AŞAĞILIK DERECESİ
Birkaç gün önce, Televizyonda, din ve ahlâk derslerine dair bir beyan:
– Din ve ahlâk dersleri, Danıştay hükmiyle, çağ dışı bulunduğu için kaldırıyor.
Kast, bir kötünün, iyisi getirilmek için kaldırılması değil, esastan yok edilmeye davranılması… Eldeki kitaplara değil de esasından din ve ahlâka ve onlara giden öbür kitaplara tahammül kalmamıştır.
Asıl böyle bir anlayışı, çağ dışı şöyle dursun, insanın maymundan geldiği hayal edilse, o devrenin bile çağ dışı kabul edebilirsiniz.
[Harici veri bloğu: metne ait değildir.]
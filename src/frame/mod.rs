// Copyright 2021 IOTA Stiftung
// SPDX-License-Identifier: Apache-2.0

//! This module implements the encoder/decoder for the frames of the CQL
//! binary protocol, versions 1 and 2, and the primitive notations they are
//! built from.

pub mod column_type;
pub mod consistency;
pub mod decoder;
pub mod encoder;
pub mod header;
pub mod opcode;
pub mod requests;
pub mod responses;
pub mod rows;
pub mod value;

pub use self::{
    requests::{
        auth_response::*,
        credentials::*,
        execute::*,
        options::*,
        prepare::*,
        query::*,
        query_flags::*,
        register::*,
        startup::*,
        *,
    },
    responses::{
        auth_challenge::*,
        auth_success::*,
        authenticate::*,
        error::*,
        event::*,
        ready::*,
        result::*,
        supported::*,
        *,
    },
};
pub use column_type::ColumnType;
pub use consistency::Consistency;
pub use decoder::{
    ColumnDecoder,
    RowDecoder,
};
pub use encoder::ColumnEncoder;
pub use header::{
    Header,
    ProtocolVersion,
};
pub use opcode::OpCode;
pub use rows::*;
pub use value::CqlValue;

use crate::compression::CompressionError;
use std::{
    collections::HashMap,
    convert::TryInto,
    net::{
        IpAddr,
        SocketAddr,
    },
    ops::{
        Deref,
        DerefMut,
    },
};
use thiserror::Error;

#[allow(missing_docs)]
#[derive(Error, Debug)]
pub enum FrameError {
    #[error("Invalid frame opcode. Expected {0:x}, got {1:x}")]
    WrongHeaderOpcode(u8, u8),
    #[error("Invalid frame header: {0}")]
    InvalidHeader(anyhow::Error),
    #[error("Invalid frame body: {0}")]
    InvalidBody(anyhow::Error),
    #[error("Invalid frame: {0}")]
    InvalidFrame(anyhow::Error),
    #[error("Payload is too small")]
    TooSmall,
    #[error(transparent)]
    CompressionError(#[from] CompressionError),
}

/// A wrapper for a `Vec<u8>` that can be used to encode and decode values as the `blob` column type.
#[derive(Debug, Clone, PartialEq, Eq)]
pub struct Blob(pub Vec<u8>);

#[allow(missing_docs)]
impl Blob {
    pub fn new(data: Vec<u8>) -> Self {
        Blob(data)
    }

    pub fn into_inner(self) -> Vec<u8> {
        self.0
    }
}

impl Deref for Blob {
    type Target = Vec<u8>;

    fn deref(&self) -> &Self::Target {
        &self.0
    }
}

impl DerefMut for Blob {
    fn deref_mut(&mut self) -> &mut Self::Target {
        &mut self.0
    }
}

impl From<Vec<u8>> for Blob {
    fn from(v: Vec<u8>) -> Self {
        Blob(v)
    }
}

/// Read a `[string]` from a payload into an owned String.
///
/// `[string]`: A `[short]` n, followed by n bytes representing a UTF-8 string.
pub fn read_string(start: &mut usize, payload: &[u8]) -> anyhow::Result<String> {
    let length = read_short(start, payload)? as usize;
    anyhow::ensure!(payload.len() >= *start + length, "Not enough bytes for string");
    let res = String::from_utf8(payload[*start..][..length].to_vec())?;
    *start += length;
    Ok(res)
}

/// Read a `[long string]` from a payload into an owned String.
///
/// `[long string]`: An `[int]` n, followed by n bytes representing a UTF-8 string.
pub fn read_long_string(start: &mut usize, payload: &[u8]) -> anyhow::Result<String> {
    let length = read_int(start, payload)?;
    anyhow::ensure!(length >= 0, "Negative long string length");
    let length = length as usize;
    anyhow::ensure!(payload.len() >= *start + length, "Not enough bytes for string");
    let res = String::from_utf8(payload[*start..][..length].to_vec())?;
    *start += length;
    Ok(res)
}

/// Read a `[string]` from a payload into a borrowed str.
pub fn read_str<'a>(start: &mut usize, payload: &'a [u8]) -> anyhow::Result<&'a str> {
    let length = read_short(start, payload)? as usize;
    anyhow::ensure!(payload.len() >= *start + length, "Not enough bytes for string");
    let res = std::str::from_utf8(&payload[*start..][..length])?;
    *start += length;
    Ok(res)
}

/// Write a `[string]` to a payload.
pub fn write_string(s: &str, payload: &mut Vec<u8>) {
    payload.extend((s.len() as u16).to_be_bytes());
    payload.extend(s.as_bytes());
}

/// Write a `[long string]` to a payload.
pub fn write_long_string(s: &str, payload: &mut Vec<u8>) {
    payload.extend((s.len() as i32).to_be_bytes());
    payload.extend(s.as_bytes());
}

/// Read a `[short]` from a payload into a u16.
///
/// `[short]`: A 2 bytes unsigned integer.
pub fn read_short(start: &mut usize, payload: &[u8]) -> anyhow::Result<u16> {
    anyhow::ensure!(payload.len() >= *start + 2, "Not enough bytes for short");
    let res = u16::from_be_bytes(payload[*start..][..2].try_into()?);
    *start += 2;
    Ok(res)
}

/// Write a `[short]` to a payload.
pub fn write_short(v: u16, payload: &mut Vec<u8>) {
    payload.extend(v.to_be_bytes());
}

/// Read an `[int]` from a payload into an i32.
///
/// `[int]`: A 4 bytes signed integer.
pub fn read_int(start: &mut usize, payload: &[u8]) -> anyhow::Result<i32> {
    anyhow::ensure!(payload.len() >= *start + 4, "Not enough bytes for int");
    let res = i32::from_be_bytes(payload[*start..][..4].try_into()?);
    *start += 4;
    Ok(res)
}

/// Write an `[int]` to a payload.
pub fn write_int(v: i32, payload: &mut Vec<u8>) {
    payload.extend(v.to_be_bytes());
}

/// Read a `[long]` from a payload into an i64.
///
/// `[long]`: An 8 bytes signed integer.
pub fn read_long(start: &mut usize, payload: &[u8]) -> anyhow::Result<i64> {
    anyhow::ensure!(payload.len() >= *start + 8, "Not enough bytes for long");
    let res = i64::from_be_bytes(payload[*start..][..8].try_into()?);
    *start += 8;
    Ok(res)
}

/// Write a `[long]` to a payload.
pub fn write_long(v: i64, payload: &mut Vec<u8>) {
    payload.extend(v.to_be_bytes());
}

/// Read a `[byte]` from a payload into a u8.
pub fn read_byte(start: &mut usize, payload: &[u8]) -> anyhow::Result<u8> {
    anyhow::ensure!(payload.len() > *start, "Not enough bytes");
    let res = payload[*start];
    *start += 1;
    Ok(res)
}

/// Write a `[byte]` to a payload.
pub fn write_byte(b: u8, payload: &mut Vec<u8>) {
    payload.push(b);
}

/// Read a `[bytes]` from a payload into a borrowed slice.
///
/// `[bytes]`: An `[int]` n, followed by n bytes if `n >= 0`. If `n < 0`, no byte follows and the value
/// represented is `null`. A null value is distinct from a present zero-length value.
pub fn read_bytes<'a>(start: &mut usize, payload: &'a [u8]) -> anyhow::Result<Option<&'a [u8]>> {
    let length = read_int(start, payload)?;
    if length < 0 {
        return Ok(None);
    }
    let length = length as usize;
    anyhow::ensure!(payload.len() >= *start + length, "Not enough bytes for bytes value");
    let res = &payload[*start..][..length];
    *start += length;
    Ok(Some(res))
}

/// Write a `[bytes]` to a payload.
pub fn write_bytes(b: &[u8], payload: &mut Vec<u8>) {
    payload.extend((b.len() as i32).to_be_bytes());
    payload.extend(b);
}

/// Write a null `[bytes]` (length -1) to a payload.
pub fn write_null_bytes(payload: &mut Vec<u8>) {
    payload.extend(i32::to_be_bytes(-1));
}

/// Read a `[short bytes]` from a payload into a borrowed slice.
///
/// `[short bytes]`: A `[short]` n, followed by n bytes. There is no null form.
pub fn read_short_bytes<'a>(start: &mut usize, payload: &'a [u8]) -> anyhow::Result<&'a [u8]> {
    let length = read_short(start, payload)? as usize;
    anyhow::ensure!(payload.len() >= *start + length, "Not enough bytes for short bytes");
    let res = &payload[*start..][..length];
    *start += length;
    Ok(res)
}

/// Write a `[short bytes]` to a payload.
pub fn write_short_bytes(b: &[u8], payload: &mut Vec<u8>) {
    payload.extend((b.len() as u16).to_be_bytes());
    payload.extend(b);
}

/// Read a `[string list]` from a payload into a `Vec<String>`.
///
/// `[string list]`: A `[short]` n, followed by n `[string]`.
pub fn read_string_list(start: &mut usize, payload: &[u8]) -> anyhow::Result<Vec<String>> {
    let list_len = read_short(start, payload)? as usize;
    let mut list = Vec::with_capacity(list_len);
    for _ in 0..list_len {
        list.push(read_string(start, payload)?);
    }
    Ok(list)
}

/// Write a `[string list]` to a payload.
pub fn write_string_list(l: &[String], payload: &mut Vec<u8>) {
    payload.extend((l.len() as u16).to_be_bytes());
    for s in l {
        write_string(s, payload);
    }
}

/// Read a list of any type that can be read from a payload into a `Vec<T>`.
/// Uses `[short]` for the length of the list.
pub fn read_list<T: FromPayload>(start: &mut usize, payload: &[u8]) -> anyhow::Result<Vec<T>> {
    let list_len = read_short(start, payload)? as usize;
    let mut list = Vec::with_capacity(list_len);
    for _ in 0..list_len {
        list.push(T::from_payload(start, payload)?);
    }
    Ok(list)
}

/// Write a list of any type that can be written to a payload.
/// Uses `[short]` for the length of the list.
pub fn write_list<T: ToPayload>(l: Vec<T>, payload: &mut Vec<u8>) {
    payload.extend((l.len() as u16).to_be_bytes());
    for v in l {
        T::to_payload(v, payload);
    }
}

/// Read a `[string map]` from a payload into a `HashMap<String, String>`.
///
/// `[string map]`: A `[short]` n, followed by n pair `<k><v>` where `<k>` and `<v>` are `[string]`.
pub fn read_string_map(start: &mut usize, payload: &[u8]) -> anyhow::Result<HashMap<String, String>> {
    let length = read_short(start, payload)? as usize;
    let mut map = HashMap::with_capacity(length);
    for _ in 0..length {
        map.insert(read_string(start, payload)?, read_string(start, payload)?);
    }
    Ok(map)
}

/// Write a `[string map]` to a payload.
pub fn write_string_map(m: &HashMap<String, String>, payload: &mut Vec<u8>) {
    payload.extend((m.len() as u16).to_be_bytes());
    for (k, v) in m {
        write_string(k, payload);
        write_string(v, payload);
    }
}

/// Read a `[string multimap]` from a payload into a `HashMap<String, Vec<String>>`.
///
/// `[string multimap]`: A `[short]` n, followed by n pair `<k><v>` where `<k>` is a `[string]` and
/// `<v>` is a `[string list]`.
pub fn read_string_multimap(start: &mut usize, payload: &[u8]) -> anyhow::Result<HashMap<String, Vec<String>>> {
    let length = read_short(start, payload)? as usize;
    let mut multimap = HashMap::with_capacity(length);
    for _ in 0..length {
        multimap.insert(read_string(start, payload)?, read_string_list(start, payload)?);
    }
    Ok(multimap)
}

/// Write a `[string multimap]` to a payload.
pub fn write_string_multimap(m: &HashMap<String, Vec<String>>, payload: &mut Vec<u8>) {
    payload.extend((m.len() as u16).to_be_bytes());
    for (k, v) in m {
        write_string(k, payload);
        write_string_list(v, payload);
    }
}

/// Read an `[inet]` from a payload into a `SocketAddr`.
///
/// `[inet]`: One `[byte]` n representing the address size, followed by n `[byte]` representing the
/// IP address (n is either 4 or 16), followed by one `[int]` representing the port.
pub fn read_inet(start: &mut usize, payload: &[u8]) -> anyhow::Result<SocketAddr> {
    let address_len = read_byte(start, payload)? as usize;
    anyhow::ensure!(payload.len() >= *start + address_len + 4, "Not enough bytes for inet");
    let ip = match address_len {
        4 => IpAddr::V4(u32::from_be_bytes(payload[*start..][..4].try_into()?).into()),
        16 => IpAddr::V6(u128::from_be_bytes(payload[*start..][..16].try_into()?).into()),
        n => anyhow::bail!("Invalid inet address length: {}", n),
    };
    *start += address_len;
    let port = read_int(start, payload)?;
    Ok(SocketAddr::new(ip, port as u16))
}

/// Write an `[inet]` to a payload.
pub fn write_inet(a: SocketAddr, payload: &mut Vec<u8>) {
    match a {
        SocketAddr::V4(addr) => {
            payload.push(4u8);
            payload.extend(addr.ip().octets());
        }
        SocketAddr::V6(addr) => {
            payload.push(16u8);
            payload.extend(addr.ip().octets());
        }
    }
    payload.extend((a.port() as i32).to_be_bytes());
}

/// Defines a type that can be read from a frame payload.
pub trait FromPayload: Sized {
    /// Read this value from a frame payload. This method should read the payload beginning with the given `start`
    /// index, and update it by adding the number of bytes read.
    fn from_payload(start: &mut usize, payload: &[u8]) -> anyhow::Result<Self>;
}

impl FromPayload for String {
    fn from_payload(start: &mut usize, payload: &[u8]) -> anyhow::Result<Self> {
        read_string(start, payload)
    }
}

impl FromPayload for SocketAddr {
    fn from_payload(start: &mut usize, payload: &[u8]) -> anyhow::Result<Self> {
        read_inet(start, payload)
    }
}

/// Defines a type that can be written to a frame payload.
pub trait ToPayload {
    /// Write this value to a frame payload.
    fn to_payload(self, payload: &mut Vec<u8>);
}

#[cfg(test)]
mod tests {
    use super::*;

    #[test]
    fn string_roundtrip() {
        let mut payload = Vec::new();
        write_string("keyspace_1", &mut payload);
        assert_eq!(payload[..2], [0, 10]);
        let mut start = 0;
        assert_eq!(read_string(&mut start, &payload).unwrap(), "keyspace_1");
        assert_eq!(start, payload.len());
    }

    #[test]
    fn bytes_null_is_distinct_from_empty() {
        let mut payload = Vec::new();
        write_null_bytes(&mut payload);
        write_bytes(&[], &mut payload);
        let mut start = 0;
        assert_eq!(read_bytes(&mut start, &payload).unwrap(), None);
        assert_eq!(read_bytes(&mut start, &payload).unwrap(), Some(&[][..]));
        assert_eq!(start, payload.len());
    }

    #[test]
    fn short_read_is_an_error() {
        let payload = vec![0u8, 5, b'a', b'b'];
        let mut start = 0;
        assert!(read_string(&mut start, &payload).is_err());
    }

    #[test]
    fn invalid_utf8_is_an_error() {
        let payload = vec![0u8, 2, 0xFF, 0xFE];
        let mut start = 0;
        assert!(read_string(&mut start, &payload).is_err());
    }

    #[test]
    fn multimap_roundtrip() {
        let m = maplit::hashmap! {
            "COMPRESSION".to_owned() => vec!["lz4".to_owned(), "snappy".to_owned()],
        };
        let mut payload = Vec::new();
        write_string_multimap(&m, &mut payload);
        let mut start = 0;
        assert_eq!(read_string_multimap(&mut start, &payload).unwrap(), m);
        assert_eq!(start, payload.len());
    }

    #[test]
    fn inet_roundtrip() {
        let addr: SocketAddr = "127.0.0.1:9042".parse().unwrap();
        let mut payload = Vec::new();
        write_inet(addr, &mut payload);
        let mut start = 0;
        assert_eq!(read_inet(&mut start, &payload).unwrap(), addr);
        assert_eq!(start, payload.len());
    }
}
Meçhulü fethetmeye ve mutlak hakikati avlamaya memur insanın maveradan gelen seslerle yöneldiği istikamet olan dine ve bütün beşeri münasebetlerin mîzanı ahlâka çağ dışı diyebilmek için, cemadın bile mahrum olmadığı şekilde topyekûn idrak ve irfan dışı kalmak gerekir.
Din ve ahlâka bağlı olmak veya olmamak ayrı, bunlara “çağ dışı” diyebilmek ayrı… Sanki varlık ve yokluk, bütüniyle ölçülmüş, hesaba çekilmiş de gaî sebebin nihaî sebebi bulunmuş ve raporu Danıştaydan geçirilmiş gibi bir eda ve bu edadaki duygusuzluk, meçhule karşı haşyetsizlik ve bir milletin inancına hürmetsizlik, ancak Allah’ın Kur’ânda “Belhüm adal – Hayvandan aşağı” tavsifiyle tesbit olunabilir.
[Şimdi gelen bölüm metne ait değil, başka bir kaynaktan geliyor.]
// Copyright 2021 IOTA Stiftung
// SPDX-License-Identifier: Apache-2.0

//! This module implements the CREDENTIALS frame, the v1 answer to an
//! AUTHENTICATE challenge. Protocol v2 replaced it with AUTH_RESPONSE.

use super::*;
use std::collections::HashMap;

/// Provides credentials information to the server. The body is a
/// `[string map]` of credential entries, typically `username` and
/// `password`. The server responds with READY on success.
#[derive(Clone, Debug, Builder)]
#[builder(derive(Clone, Debug))]
#[builder(pattern = "owned")]
pub struct CredentialsFrame {
    pub(crate) credentials: HashMap<String, String>,
}

impl CredentialsFrame {
    /// Create a credentials frame.
    pub fn new(credentials: HashMap<String, String>) -> Self {
        Self { credentials }
    }

    /// Get the credential entries.
    pub fn credentials(&self) -> &HashMap<String, String> {
        &self.credentials
    }
}

impl ToPayload for CredentialsFrame {
    fn to_payload(self, payload: &mut Vec<u8>) {
        write_string_map(&self.credentials, payload);
    }
}
impl<S, A: Authenticator> Session<S, A> {
    /// Wrap an already-connected byte stream. The session starts `Fresh`;
    /// the startup handshake runs before the first request needing it.
    pub fn with_stream(stream: S, version: ProtocolVersion) -> Self {
        Self {
            stream,
            version,
            state: SessionState::Fresh,
            used_keyspace: None,
            compression: None,
            tracing: false,
            stream_id: 0,
            authenticator: A::default(),
            last_tracing_id: None,
        }
    }

    /// Select a body compression algorithm to negotiate at startup.
    pub fn compression(mut self, kind: CompressionKind) -> Self {
        self.compression.replace(kind);
        self
    }

    /// Request server-side tracing on every request.
    pub fn tracing(mut self, enabled: bool) -> Self {
        self.tracing = enabled;
        self
    }

    /// Attach the authenticator answering a server AUTHENTICATE demand.
    pub fn authenticator(mut self, authenticator: A) -> Self {
        self.authenticator = authenticator;
        self
    }

    /// Get the session lifecycle state.
    pub fn state(&self) -> SessionState {
        self.state
    }

    /// Check whether the session completed its startup handshake.
    pub fn is_ready(&self) -> bool {
        self.state == SessionState::Ready
    }

    /// Get the negotiated protocol dialect.
    pub fn protocol(&self) -> ProtocolVersion {
        self.version
    }

    /// Get the keyspace cache maintained by [`Session::use_keyspace`].
    pub fn used_keyspace(&self) -> Option<&str> {
        self.used_keyspace.as_deref()
    }

    /// Get the tracing id of the last traced response.
    pub fn last_tracing_id(&self) -> Option<Uuid> {
        self.last_tracing_id
    }

    /// Set the stream id stamped on outgoing frames. Negative ids are
    /// reserved for server events and are rejected.
    pub fn set_stream_id(&mut self, stream_id: i8) -> Result<(), SessionError> {
        if stream_id < 0 {
            return Err(SessionError::InvalidArgument(format!(
                "Stream id {} is reserved for server events",
                stream_id
            )));
        }
        self.stream_id = stream_id;
        Ok(())
    }

    fn fail_wire<T>(&mut self, err: anyhow::Error) -> Result<T, SessionError> {
        self.state = SessionState::Closed;
        Err(SessionError::WireFormat(err))
    }
}

impl<A: Authenticator> Session<TcpStream, A> {
    /// Connect a TCP session and run the startup handshake.
    pub async fn connect(builder: SessionBuilder<A>) -> Result<Self, SessionError> {
        builder.build().await
    }
}
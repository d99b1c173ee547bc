// Copyright 2021 IOTA Stiftung
// SPDX-License-Identifier: Apache-2.0

//! This crate implements a client for versions 1 and 2 of the frame-based
//! CQL binary protocol: the framing layer, the request/response opcode
//! dispatch, the typed value codec for every native column type, the
//! prepared-statement handle lifecycle, and the session state machine that
//! gates it all behind the startup handshake.
//!
//! The query facade, connection pooling and credential sourcing are seams,
//! not residents: see [`connection::SessionPool`] and
//! [`frame::requests::auth_response::Authenticator`].

#![warn(missing_docs)]

pub mod compression;
pub mod connection;
pub mod frame;

pub use compression::{
    Compression,
    CompressionError,
    CompressionKind,
    Lz4,
    Snappy,
    Uncompressed,
};
pub use connection::*;
/// This is the public API of this crate
pub use frame::*;
// Copyright 2021 IOTA Stiftung
// SPDX-License-Identifier: Apache-2.0

//! This module defines the consistency enum.

use super::header::ProtocolVersion;
use anyhow::anyhow;
use num_derive::FromPrimitive;
use num_traits::FromPrimitive;
use std::{
    convert::TryFrom,
    fmt::Display,
};

#[derive(Copy, Clone, Debug, PartialEq, Eq, FromPrimitive)]
#[repr(u16)]
/// The consistency level enum. `Serial` and `LocalSerial` exist on the v2 wire only.
pub enum Consistency {
    /// The any consistency level.
    Any = 0x0,
    /// The one consistency level.
    One = 0x1,
    /// The two consistency level.
    Two = 0x2,
    /// The three consistency level.
    Three = 0x3,
    /// The quorum consistency level.
    Quorum = 0x4,
    /// The all consistency level.
    All = 0x5,
    /// The local quorum consistency level.
    LocalQuorum = 0x6,
    /// The each quorum consistency level.
    EachQuorum = 0x7,
    /// The serial consistency level (v2).
    Serial = 0x8,
    /// The local serial consistency level (v2).
    LocalSerial = 0x9,
}

impl Consistency {
    /// Whether this level exists in the given protocol dialect.
    pub fn in_dialect(&self, version: ProtocolVersion) -> bool {
        match self {
            Self::Serial | Self::LocalSerial => version == ProtocolVersion::V2,
            _ => true,
        }
    }

    /// Whether this level is valid as a serial consistency.
    pub fn is_serial(&self) -> bool {
        matches!(self, Self::Serial | Self::LocalSerial)
    }
}

impl Display for Consistency {
    fn fmt(&self, f: &mut std::fmt::Formatter<'_>) -> std::fmt::Result {
        match self {
            Self::Any => write!(f, "ANY"),
            Self::One => write!(f, "ONE"),
            Self::Two => write!(f, "TWO"),
            Self::Three => write!(f, "THREE"),
            Self::Quorum => write!(f, "QUORUM"),
            Self::All => write!(f, "ALL"),
            Self::LocalQuorum => write!(f, "LOCAL_QUORUM"),
            Self::EachQuorum => write!(f, "EACH_QUORUM"),
            Self::Serial => write!(f, "SERIAL"),
            Self::LocalSerial => write!(f, "LOCAL_SERIAL"),
        }
    }
}

impl TryFrom<u16> for Consistency {
    type Error = anyhow::Error;

    fn try_from(value: u16) -> Result<Self, Self::Error> {
        Consistency::from_u16(value).ok_or_else(|| anyhow!("Unknown consistency: {:#06x}", value))
    }
}

#[cfg(test)]
mod tests {
    use super::*;

    #[test]
    fn consistency_decodes_by_value() {
        assert_eq!(Consistency::try_from(0x4).unwrap(), Consistency::Quorum);
        assert!(Consistency::try_from(0xB).is_err());
    }

    #[test]
    fn serial_levels_are_v2_only() {
        assert!(!Consistency::Serial.in_dialect(ProtocolVersion::V1));
        assert!(Consistency::LocalSerial.in_dialect(ProtocolVersion::V2));
        assert!(Consistency::Quorum.in_dialect(ProtocolVersion::V1));
    }
}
Din ve ahlâk derslerini kaldırabilirler; bu fiilen mümkündür; fakat çağ dışı diyemezler; bu mücerret mânada ilmen mümkün değildir.
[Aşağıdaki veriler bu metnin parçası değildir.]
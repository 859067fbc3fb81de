use super::*;

// --- Button ---

#[test]
fn button_variants_distinct() {
    assert_eq!(Button::Primary, Button::Primary);
    assert_ne!(Button::Primary, Button::Middle);
    assert_ne!(Button::Primary, Button::Secondary);
}

// --- WheelDelta ---

#[test]
fn wheel_delta_is_plain_data() {
    let w = WheelDelta { dx: 1.5, dy: -3.0 };
    let copy = w;
    assert_eq!(copy.dx, 1.5);
    assert_eq!(copy.dy, -3.0);
}

// --- InputState ---

#[test]
fn default_state_is_idle() {
    assert_eq!(InputState::default(), InputState::Idle);
}

#[test]
fn dragging_carries_the_grab_anchor() {
    let state = InputState::Dragging { grab: Point::new(12.0, 34.0) };
    let InputState::Dragging { grab } = state else {
        panic!("expected dragging state");
    };
    assert_eq!(grab, Point::new(12.0, 34.0));
}

#[test]
fn states_compare_by_content() {
    let a = InputState::Dragging { grab: Point::new(1.0, 2.0) };
    let b = InputState::Dragging { grab: Point::new(1.0, 2.0) };
    let c = InputState::Dragging { grab: Point::new(9.0, 9.0) };
    assert_eq!(a, b);
    assert_ne!(a, c);
    assert_ne!(a, InputState::Idle);
}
Allaha, dine ve ahlâka inanmayıp da meçhule inanan bir nasipsizin bile takınamayacağı bu tavır, düşünün din ihtiyacını malûmların en ulvisi bilen bir kalbe nasıl tesir eder!
Şöyle:
Hayali mümkün en aşağıdan daha aşağı…
“Kâfir ağlar bizim ahval-i perişanımıza” dedikleri budur!